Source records

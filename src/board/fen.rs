//! Forsyth-Edwards Notation encode/decode.

use crate::board::error::{FenError, FenField};
use crate::board::state::{Board, BoardState};
use crate::board::types::{CastlingRights, Color, Piece, Square};

/// FEN of the standard starting position.
pub const STARTING_FEN: &str = "rnbqkbnr/pppppppp/8/8/8/8/PPPPPPPP/RNBQKBNR w KQkq - 0 1";

/// Encode `board`/`state` as a FEN record.
#[must_use]
pub fn to_fen(board: &Board, state: &BoardState) -> String {
    let mut ranks = Vec::with_capacity(8);
    for rank in (0..8).rev() {
        let mut row = String::new();
        let mut empty_run = 0u32;
        for file in 0..8 {
            match board.piece_at(Square::new(rank, file)) {
                Some((color, piece)) => {
                    if empty_run > 0 {
                        row.push_str(&empty_run.to_string());
                        empty_run = 0;
                    }
                    row.push(piece.to_fen_char(color));
                }
                None => empty_run += 1,
            }
        }
        if empty_run > 0 {
            row.push_str(&empty_run.to_string());
        }
        ranks.push(row);
    }
    let placement = ranks.join("/");

    let side = match state.side_to_move() {
        Color::White => "w",
        Color::Black => "b",
    };

    let rights = state.castling_rights();
    let mut castling = String::new();
    if rights.has(Color::White, true) {
        castling.push('K');
    }
    if rights.has(Color::White, false) {
        castling.push('Q');
    }
    if rights.has(Color::Black, true) {
        castling.push('k');
    }
    if rights.has(Color::Black, false) {
        castling.push('q');
    }
    if castling.is_empty() {
        castling.push('-');
    }

    let ep = match state.en_passant_target() {
        Some(sq) => sq.to_string(),
        None => "-".to_string(),
    };

    format!(
        "{placement} {side} {castling} {ep} {} {}",
        state.half_move_clock(),
        state.full_move_count()
    )
}

/// Decode a FEN record into a `(Board, BoardState)` pair.
#[must_use]
pub fn parse_fen(fen: &str) -> Result<(Board, BoardState), FenError> {
    let fields: Vec<&str> = fen.split_whitespace().collect();
    if fields.len() != 6 {
        return Err(FenError::MalformedField(FenField::FieldCount));
    }

    let board = parse_placement(fields[0])?;

    let side_to_move = match fields[1] {
        "w" => Color::White,
        "b" => Color::Black,
        _ => return Err(FenError::MalformedField(FenField::SideToMove)),
    };

    let castling_rights = parse_castling(fields[2])?;

    let en_passant_target = match fields[3] {
        "-" => None,
        s => Some(
            s.parse::<Square>()
                .map_err(|_| FenError::MalformedField(FenField::EnPassant))?,
        ),
    };

    let half_move_clock: u8 = fields[4]
        .parse()
        .map_err(|_| FenError::MalformedField(FenField::HalfmoveClock))?;

    let full_move_count: u16 = fields[5]
        .parse()
        .map_err(|_| FenError::MalformedField(FenField::FullmoveCount))?;

    let state = BoardState {
        castling_rights,
        half_move_clock,
        full_move_count,
        en_passant_target,
        side_to_move,
    };

    Ok((board, state))
}

fn parse_placement(field: &str) -> Result<Board, FenError> {
    let rows: Vec<&str> = field.split('/').collect();
    if rows.len() != 8 {
        return Err(FenError::MalformedField(FenField::PiecePlacement));
    }

    let mut board = Board::empty();
    for (row_idx, row) in rows.iter().enumerate() {
        let rank = 7 - row_idx;
        let mut file = 0usize;
        for c in row.chars() {
            if let Some(run) = c.to_digit(10) {
                file += run as usize;
                if file > 8 {
                    return Err(FenError::MalformedField(FenField::PiecePlacement));
                }
                continue;
            }
            let piece =
                Piece::from_char(c).ok_or(FenError::MalformedField(FenField::PiecePlacement))?;
            let color = if c.is_ascii_uppercase() {
                Color::White
            } else {
                Color::Black
            };
            if file >= 8 {
                return Err(FenError::MalformedField(FenField::PiecePlacement));
            }
            board.set_piece(Square::new(rank, file), color, piece);
            file += 1;
        }
        if file != 8 {
            return Err(FenError::MalformedField(FenField::PiecePlacement));
        }
    }
    Ok(board)
}

fn parse_castling(field: &str) -> Result<CastlingRights, FenError> {
    if field == "-" {
        return Ok(CastlingRights::none());
    }
    let mut rights = CastlingRights::none();
    for c in field.chars() {
        match c {
            'K' => rights.set(Color::White, true),
            'Q' => rights.set(Color::White, false),
            'k' => rights.set(Color::Black, true),
            'q' => rights.set(Color::Black, false),
            _ => return Err(FenError::MalformedField(FenField::Castling)),
        }
    }
    Ok(rights)
}
//! Precomputed attack tables for every piece type.
//!
//! Leaper tables (pawn/knight/king) are plain shift-and-mask lookups built
//! once at process start. Slider tables (bishop/rook) are magic-bitboard
//! perfect hashes, also built once — each one costs a few milliseconds to
//! search and is shared for the lifetime of the process via `Lazy`.

mod leapers;
mod magic;

use once_cell::sync::Lazy;

use crate::board::types::Color;

pub(crate) use magic::{bishop_attacks_slow, rook_attacks_slow};

struct LeaperTables {
    white_pawn: [u64; 64],
    black_pawn: [u64; 64],
    knight: [u64; 64],
    king: [u64; 64],
}

impl LeaperTables {
    fn new() -> Self {
        LeaperTables {
            white_pawn: leapers::build_white_pawn_attacks(),
            black_pawn: leapers::build_black_pawn_attacks(),
            knight: leapers::build_knight_attacks(),
            king: leapers::build_king_attacks(),
        }
    }
}

static LEAPERS: Lazy<LeaperTables> = Lazy::new(|| {
    #[cfg(feature = "logging")]
    log::debug!("building leaper attack tables (pawn/knight/king)");
    LeaperTables::new()
});

static MAGICS: Lazy<magic::MagicTables> = Lazy::new(|| {
    let tables = magic::MagicTables::new();
    #[cfg(feature = "logging")]
    log::debug!("built magic bitboard tables for bishops and rooks (64 squares each)");
    tables
});

/// Owns (indirectly, via shared statics) every precomputed attack table the
/// move generator needs. Cheap to construct — the tables themselves are
/// built once per process and shared.
#[derive(Clone, Copy, Debug, Default)]
pub(crate) struct AttackTables;

impl AttackTables {
    #[must_use]
    pub(crate) fn new() -> Self {
        // Force both statics to initialize eagerly rather than lazily on
        // first lookup, so the one-time cost is visible at a predictable
        // point (construction) rather than mid-search.
        Lazy::force(&LEAPERS);
        Lazy::force(&MAGICS);
        AttackTables
    }

    #[inline]
    #[must_use]
    pub(crate) fn pawn_attacks(&self, color: Color, square: usize) -> u64 {
        match color {
            Color::White => LEAPERS.white_pawn[square],
            Color::Black => LEAPERS.black_pawn[square],
        }
    }

    #[inline]
    #[must_use]
    pub(crate) fn knight_attacks(&self, square: usize) -> u64 {
        LEAPERS.knight[square]
    }

    #[inline]
    #[must_use]
    pub(crate) fn king_attacks(&self, square: usize) -> u64 {
        LEAPERS.king[square]
    }

    #[inline]
    #[must_use]
    pub(crate) fn bishop_attacks(&self, square: usize, occupancy: u64) -> u64 {
        MAGICS.bishop_attacks(square, occupancy)
    }

    #[inline]
    #[must_use]
    pub(crate) fn rook_attacks(&self, square: usize, occupancy: u64) -> u64 {
        MAGICS.rook_attacks(square, occupancy)
    }

    #[inline]
    #[must_use]
    pub(crate) fn queen_attacks(&self, square: usize, occupancy: u64) -> u64 {
        self.bishop_attacks(square, occupancy) | self.rook_attacks(square, occupancy)
    }
}
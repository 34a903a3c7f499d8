//! Chess board representation, move generation, and game state management.
//!
//! Uses bitboards and magic-bitboard slider attack tables for move
//! generation, and a 24-bit packed move encoding (see [`HashedMove`]) for
//! the moves that encoding produces.
//!
//! # Example
//! ```
//! use chess_engine::board::{BoardManager, MoveGenerator};
//!
//! let generator = MoveGenerator::new();
//! let manager = BoardManager::new(&generator);
//! assert_eq!(manager.to_fen(), "rnbqkbnr/pppppppp/8/8/8/8/PPPPPPPP/RNBQKBNR w KQkq - 0 1");
//! ```

mod attack_tables;
mod error;
mod eval;
mod fen;
mod manager;
mod movegen;
mod perft;
mod san;
mod state;
mod types;

pub use error::{FenError, FenField, SquareError};
pub use eval::Evaluator;
pub use fen::{parse_fen, to_fen, STARTING_FEN};
pub use manager::{BoardManager, Move, MoveResult};
pub use movegen::MoveGenerator;
pub use perft::perft;
pub use state::{Board, BoardState};
pub use types::{CastlingRights, Color, HashedMove, MoveList, MoveListIntoIter, Piece, Square};
//! Perft end-to-end scenarios, exercised through the public crate API only.

use chess_engine::board::{parse_fen, perft, Board, BoardState, MoveGenerator};

#[test]
fn starting_position_matches_known_node_counts() {
    let generator = MoveGenerator::new();
    let board = Board::starting_position();
    let state = BoardState::starting();

    assert_eq!(perft(&generator, &board, &state, 1), 20);
    assert_eq!(perft(&generator, &board, &state, 2), 400);
    assert_eq!(perft(&generator, &board, &state, 3), 8_902);
    assert_eq!(perft(&generator, &board, &state, 4), 197_281);
}

#[test]
fn kiwipete_matches_known_node_counts() {
    let generator = MoveGenerator::new();
    let (board, state) =
        parse_fen("r3k2r/p1ppqpb1/bn2pnp1/3PN3/1p2P3/2N2Q1p/PPPBBPPP/R3K2R w KQkq - 0 1")
            .expect("valid fen");

    assert_eq!(perft(&generator, &board, &state, 1), 48);
    assert_eq!(perft(&generator, &board, &state, 2), 2_039);
    assert_eq!(perft(&generator, &board, &state, 3), 97_862);
}

#[test]
fn castling_rights_position_matches_known_node_counts() {
    let generator = MoveGenerator::new();
    let (board, state) = parse_fen("r3k3/8/8/8/8/8/8/R3K2R w KQ - 0 1").expect("valid fen");

    assert_eq!(perft(&generator, &board, &state, 1), 26);
    assert_eq!(perft(&generator, &board, &state, 2), 331);
    assert_eq!(perft(&generator, &board, &state, 3), 8_337);
}

#[test]
fn promotion_position_matches_known_node_counts() {
    let generator = MoveGenerator::new();
    let (board, state) = parse_fen("n1n5/PPPk4/8/8/8/8/4Kppp/5N1N b - - 0 1").expect("valid fen");

    assert_eq!(perft(&generator, &board, &state, 1), 24);
    assert_eq!(perft(&generator, &board, &state, 2), 496);
}

#[test]
fn perft_zero_is_one_by_convention() {
    let generator = MoveGenerator::new();
    let board = Board::starting_position();
    let state = BoardState::starting();
    assert_eq!(perft(&generator, &board, &state, 0), 1);
}
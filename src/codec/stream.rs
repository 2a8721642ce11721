//! Async line reader and writer over a byte stream.
//!
//! [`LineReader`] wraps any `AsyncRead` and yields lines from a
//! [`LineBuffer`]; [`LineWriter`] wraps any `AsyncWrite` and writes one
//! `\n`-terminated line per call, flushing immediately since the peer waits
//! for the complete line.

use tokio::io::{AsyncRead, AsyncReadExt, AsyncWrite, AsyncWriteExt};

use super::LineBuffer;
use crate::error::{CalcError, Result};

/// Read chunk size.
const READ_CHUNK_SIZE: usize = 4 * 1024;

/// Reads newline-delimited UTF-8 lines from a byte stream.
pub struct LineReader<R> {
    reader: R,
    buffer: LineBuffer,
    chunk: Vec<u8>,
}

impl<R: AsyncRead + Unpin> LineReader<R> {
    /// Create a reader with the default maximum line length.
    pub fn new(reader: R) -> Self {
        Self::with_buffer(reader, LineBuffer::new())
    }

    /// Create a reader around a preconfigured buffer.
    pub fn with_buffer(reader: R, buffer: LineBuffer) -> Self {
        Self {
            reader,
            buffer,
            chunk: vec![0u8; READ_CHUNK_SIZE],
        }
    }

    /// Read the next complete line.
    ///
    /// Returns `Ok(None)` when the peer closed the stream between lines.
    /// This method is cancel-safe: bytes already read stay buffered when the
    /// future is dropped (e.g. by `tokio::time::timeout`).
    ///
    /// # Errors
    ///
    /// - [`CalcError::ConnectionClosed`] if the peer closed mid-line
    /// - [`CalcError::Io`] on transport failure
    /// - codec errors from [`LineBuffer::next_line`]
    pub async fn read_line(&mut self) -> Result<Option<String>> {
        loop {
            if let Some(line) = self.buffer.next_line()? {
                return Ok(Some(line));
            }

            let n = self.reader.read(&mut self.chunk).await?;
            if n == 0 {
                if self.buffer.is_empty() {
                    return Ok(None);
                }
                return Err(CalcError::ConnectionClosed);
            }
            self.buffer.extend(&self.chunk[..n]);
        }
    }

    /// Unwrap the underlying reader, dropping any buffered bytes.
    pub fn into_inner(self) -> R {
        self.reader
    }
}

/// Writes `\n`-terminated lines to a byte stream.
pub struct LineWriter<W> {
    writer: W,
}

impl<W: AsyncWrite + Unpin> LineWriter<W> {
    /// Wrap a writer.
    pub fn new(writer: W) -> Self {
        Self { writer }
    }

    /// Write `line` followed by a single `\n` and flush.
    ///
    /// Uses an explicit `\n`, never `\r\n`.
    pub async fn write_line(&mut self, line: &str) -> Result<()> {
        let mut out = Vec::with_capacity(line.len() + 1);
        out.extend_from_slice(line.as_bytes());
        out.push(b'\n');
        self.writer.write_all(&out).await?;
        self.writer.flush().await?;
        Ok(())
    }

    /// Shut down the write side so the peer sees EOF.
    pub async fn shutdown(&mut self) -> Result<()> {
        self.writer.shutdown().await?;
        Ok(())
    }

    /// Unwrap the underlying writer.
    pub fn into_inner(self) -> W {
        self.writer
    }
}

• **REQUIREMENT**:
Your answer should consist only of the lines above between the line holding "tables themselves are" and the line holding "than lazily on", inclusive, each transcribed exactly.

• **SOLUTION TO THIS EXERCISE**:
/// move generator needs. Cheap to construct — the tables themselves are
/// built once per process and shared.
#[derive(Clone, Copy, Debug, Default)]
pub(crate) struct AttackTables;

impl AttackTables {
    #[must_use]
    pub(crate) fn new() -> Self {
        // Force both statics to initialize eagerly rather than lazily on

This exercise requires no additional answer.